Supreme Court Won’t Revive Child Online Protection Act
Bloomberg, 1/24/09 - The U.S. Supreme Court, rejecting a Bush administration appeal, refused to resurrect a federal criminal law that would have punished people for making pornography available to children through commercial Web sites.
The justices, without comment, today let stand a federal appeals court ruling that the 1998 Child Online Protection Act runs afoul of constitutional free speech protections. The law was never enforced.
The Bush administration argued in its appeal that the lower court ruling “would leave millions of children unprotected from the harmful effects of the enormous amount of pornography on the World Wide Web.”
The Supreme Court in 2004 stopped the law from taking effect, ruling that the measure may unduly restrict adult access to constitutionally protected material. The 5-4 ruling said that blocking and filtering software might be a less restrictive and more effective way to limit youth access to online smut.
That decision sent the case back to the lower court level to consider the effectiveness of filters in more detail. The Philadelphia-based 3rd U.S. Circuit Court of Appeals ultimately concluded that filters “are more effective” than the law because they give parents more flexibility and can block foreign Web sites.
In its appeal, the Bush administration said half of U.S. households with children and Internet access don’t use filters. For children in those homes, “filters alone are not an alternative at all, much less a more effective one,” the government argued.

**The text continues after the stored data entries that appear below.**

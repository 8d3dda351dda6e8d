//! The extraction state machine.
//!
//! ```text
//! SelectFilter -> AwaitResults -> ExtractPage -> NextPage -> ExtractPage ...
//!                                            \-> Done
//! ```
//!
//! For each order type the filters are set once; for each customer a fresh
//! search runs and every result page is extracted. Each order row runs
//! under the retry executor with a rollback hook, so records appended by a
//! failed attempt never survive into the next one. A row that exhausts its
//! retries aborts the whole run.

use crate::error::{ExtractError, Result};
use crate::order_page::{CustomerOrdersPage, FIRST_DATA_ROW};
use crate::pagination::{PageTraversal, PagerStep};
use crate::records::{CloseOrderRecord, OpenOrderRecord};
use crate::session::{Checkpoint, ExtractionOutput, ExtractionSession};
use futures::FutureExt;
use harvest_browser::{BrowserError, Driver, PageModel};
use harvest_core::{AppConfig, CustomerId, OrderType, PortalConfig, RetryExecutor, RetryPolicy, RunConfig};
use harvest_locator::LocatorCatalog;
use std::sync::Arc;
use std::time::Duration;
use tokio::time::sleep;
use tracing::{debug, info, warn};

const PAGER_PROBE: Duration = Duration::from_secs(2);
const PAGE_SETTLE: Duration = Duration::from_secs(5);
const SETTLE: Duration = Duration::from_secs(2);

/// Position 1 holds the first page or a leading expander.
const FIRST_PAGER_POSITION: usize = 2;

/// Portal and retry settings for one run.
#[derive(Debug, Clone)]
pub struct ExtractionSettings {
    pub portal: PortalConfig,
    pub retry: RetryPolicy,
}

impl ExtractionSettings {
    pub fn from_config(config: &AppConfig) -> Self {
        Self {
            portal: config.portal.clone(),
            retry: config.retry.policy(),
        }
    }

    /// Order-type dropdown text for `order_type`.
    pub fn order_type_label(&self, order_type: OrderType) -> &str {
        match order_type {
            OrderType::Open => &self.portal.open_order_label,
            OrderType::Closed => &self.portal.closed_order_label,
        }
    }
}

impl Default for ExtractionSettings {
    fn default() -> Self {
        Self::from_config(&AppConfig::default())
    }
}

/// Where the machine is in the run.
#[derive(Debug, Clone, Copy, PartialEq, Eq)]
pub enum MachineState {
    Idle,
    SelectFilter,
    AwaitResults,
    ExtractPage,
    NextPage,
    Done,
}

/// Everything one row attempt touches.
struct RowScope<'a> {
    page: &'a CustomerOrdersPage,
    session: &'a mut ExtractionSession,
    checkpoint: Checkpoint,
    customer: &'a CustomerId,
    order_type: OrderType,
    row: usize,
}

impl RowScope<'_> {
    async fn extract(&mut self) -> harvest_browser::Result<()> {
        match self.order_type {
            OrderType::Open => {
                let summary = self.page.read_open_order(self.row, self.customer).await?;
                let items = self.page.read_items(OrderType::Open).await?;
                debug!(row = self.row, sales_order = %summary.sales_order, lines = items.len(), "open order read");

                let shipping_for = summary.sales_order.clone();
                for items in items {
                    self.session.push_open(OpenOrderRecord {
                        summary: summary.clone(),
                        items,
                    });
                }
                for record in self.page.read_shipping(self.customer, &shipping_for).await? {
                    self.session.push_shipping(record);
                }
            }
            OrderType::Closed => {
                let summary = self.page.read_close_order(self.row, self.customer).await?;
                let items = self.page.read_items(OrderType::Closed).await?;
                debug!(row = self.row, sales_order = %summary.sales_order, lines = items.len(), "closed order read");

                for items in items {
                    self.session.push_close(CloseOrderRecord {
                        summary: summary.clone(),
                        items,
                    });
                }
            }
        }
        Ok(())
    }

    fn rollback(&mut self, error: &BrowserError) {
        warn!(row = self.row, error = %error, "row attempt failed, discarding its records");
        self.session.restore(self.checkpoint);
    }
}

/// Drives the customer orders page through one extraction run.
pub struct ExtractionStateMachine {
    page: CustomerOrdersPage,
    settings: ExtractionSettings,
    executor: RetryExecutor,
    session: ExtractionSession,
    state: MachineState,
}

impl ExtractionStateMachine {
    /// Bind the page model from the embedded locator manifest.
    pub fn new(driver: Arc<dyn Driver>, settings: ExtractionSettings) -> Result<Self> {
        let catalog = CustomerOrdersPage::catalog()?;
        Self::with_catalog(driver, catalog, settings)
    }

    /// Bind the page model from a caller-supplied catalog.
    pub fn with_catalog(driver: Arc<dyn Driver>, catalog: LocatorCatalog, settings: ExtractionSettings) -> Result<Self> {
        let model = PageModel::new(driver, Arc::new(catalog), settings.portal.page_timeout())
            .with_poll_interval(settings.portal.poll_interval());
        let page = CustomerOrdersPage::bind(model, settings.portal.cell_timeout())?;

        Ok(Self {
            page,
            executor: RetryExecutor::new(settings.retry),
            settings,
            session: ExtractionSession::new(),
            state: MachineState::Idle,
        })
    }

    pub fn state(&self) -> MachineState {
        self.state
    }

    pub fn session(&self) -> &ExtractionSession {
        &self.session
    }

    fn transition(&mut self, next: MachineState) {
        debug!(from = ?self.state, to = ?next, "state transition");
        self.state = next;
    }

    /// Extract every order type for every customer and hand back the
    /// accumulated record sets.
    pub async fn run(&mut self, run: &RunConfig) -> Result<ExtractionOutput> {
        for &order_type in run.order_types() {
            info!(%order_type, "processing order type");
            self.session.begin_order_type(order_type);

            self.transition(MachineState::SelectFilter);
            self.select_filters(order_type, run).await?;
            info!(start = %run.start_date_text(), end = %run.end_date_text(), "date filter set");

            for customer in run.customer_ids() {
                info!(%customer, "processing customer");
                self.session.begin_customer(customer.clone());

                self.transition(MachineState::AwaitResults);
                self.search(customer).await?;

                self.transition(MachineState::ExtractPage);
                self.extract_page(order_type, customer).await?;
                self.traverse_pages(order_type, customer).await?;

                sleep(SETTLE).await;
            }

            sleep(SETTLE).await;
        }

        self.transition(MachineState::Done);
        let output = std::mem::take(&mut self.session).into_output();
        info!(
            open_orders = output.open_orders.len(),
            close_orders = output.close_orders.len(),
            shipping_details = output.shipping_details.len(),
            "extraction finished"
        );
        Ok(output)
    }

    async fn select_filters(&self, order_type: OrderType, run: &RunConfig) -> Result<()> {
        let page = &self.page;
        let url = self.settings.portal.url.as_str();
        let label = self.settings.order_type_label(order_type);
        let (from, to) = (run.start_date_text(), run.end_date_text());

        self.executor
            .execute_async(|| page.set_filters(url, label, &from, &to), |_| {})
            .await
            .map_err(|source| ExtractError::Filter { order_type, source })
    }

    async fn search(&self, customer: &CustomerId) -> Result<()> {
        let page = &self.page;
        self.executor
            .execute_async(|| page.search(customer), |_| {})
            .await
            .map_err(|source| ExtractError::Search {
                customer: customer.to_string(),
                source,
            })
    }

    /// Extract every order row on the current result page.
    async fn extract_page(&mut self, order_type: OrderType, customer: &CustomerId) -> Result<()> {
        let last_row = self.page.last_order_row(order_type).await?;
        let page_no = self.session.cursor().page;
        info!(page = page_no, orders = last_row.saturating_sub(1), "extracting page");

        for row in FIRST_DATA_ROW..=last_row {
            let mut scope = RowScope {
                page: &self.page,
                checkpoint: self.session.checkpoint(),
                session: &mut self.session,
                customer,
                order_type,
                row,
            };

            self.executor
                .execute_async_with(
                    &mut scope,
                    |scope| scope.extract().boxed(),
                    |scope, error| scope.rollback(error),
                )
                .await
                .map_err(|source| ExtractError::Row {
                    order_type,
                    customer: customer.to_string(),
                    page: page_no,
                    row,
                    source,
                })?;
        }
        Ok(())
    }

    /// Walk the pager from page 2 until the last page has been extracted.
    async fn traverse_pages(&mut self, order_type: OrderType, customer: &CustomerId) -> Result<()> {
        let mut traversal = PageTraversal::new();

        loop {
            if !self.page.pager_visible(PAGER_PROBE).await? {
                debug!("no pager, single result page");
                break;
            }
            if traversal.is_finished() {
                break;
            }

            self.transition(MachineState::NextPage);
            let count = self.page.pager_size().await?;
            let mut progressed = false;

            for position in FIRST_PAGER_POSITION..=count {
                let button = self.page.pager_button(position);
                let text = button.get_text().await?;

                match traversal.observe(position, count, &text) {
                    PagerStep::Skip => {}
                    PagerStep::Expand => {
                        debug!(position, "expanding pager");
                        button.click().await?;
                        progressed = true;
                        break;
                    }
                    PagerStep::Visit { page, click } => {
                        if click {
                            button.click().await?;
                        }
                        progressed = true;
                        sleep(PAGE_SETTLE).await;

                        info!(page, "processing page");
                        self.session.set_page(page);
                        self.transition(MachineState::ExtractPage);
                        self.extract_page(order_type, customer).await?;
                    }
                }
            }

            if !progressed {
                warn!(next_page = traversal.next_page(), "pager offers no further page, stopping");
                break;
            }
        }
        Ok(())
    }
}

The American Civil Liberties Union, which led the challenge to the law, urged the Supreme Court not to get involved. The group said filters “are more effective than a criminal statute that does not reach overseas sites, non-commercial or non-Web- based speech.”
COPA, as the law is known, would have required commercial Web site operators who displayed pornography to screen out children by requiring a credit card number or adult access code. Violators would have faced up to six months in jail.
The statute barred making available to children under age 17 material that appeals to “prurient interest” and “lacks serious literary, artistic, political or scientific value for minors.”
The statute would have applied to commercial Web sites that carry pornography in the “regular course” of business. E-mail, newsgroups and chat rooms were exempted.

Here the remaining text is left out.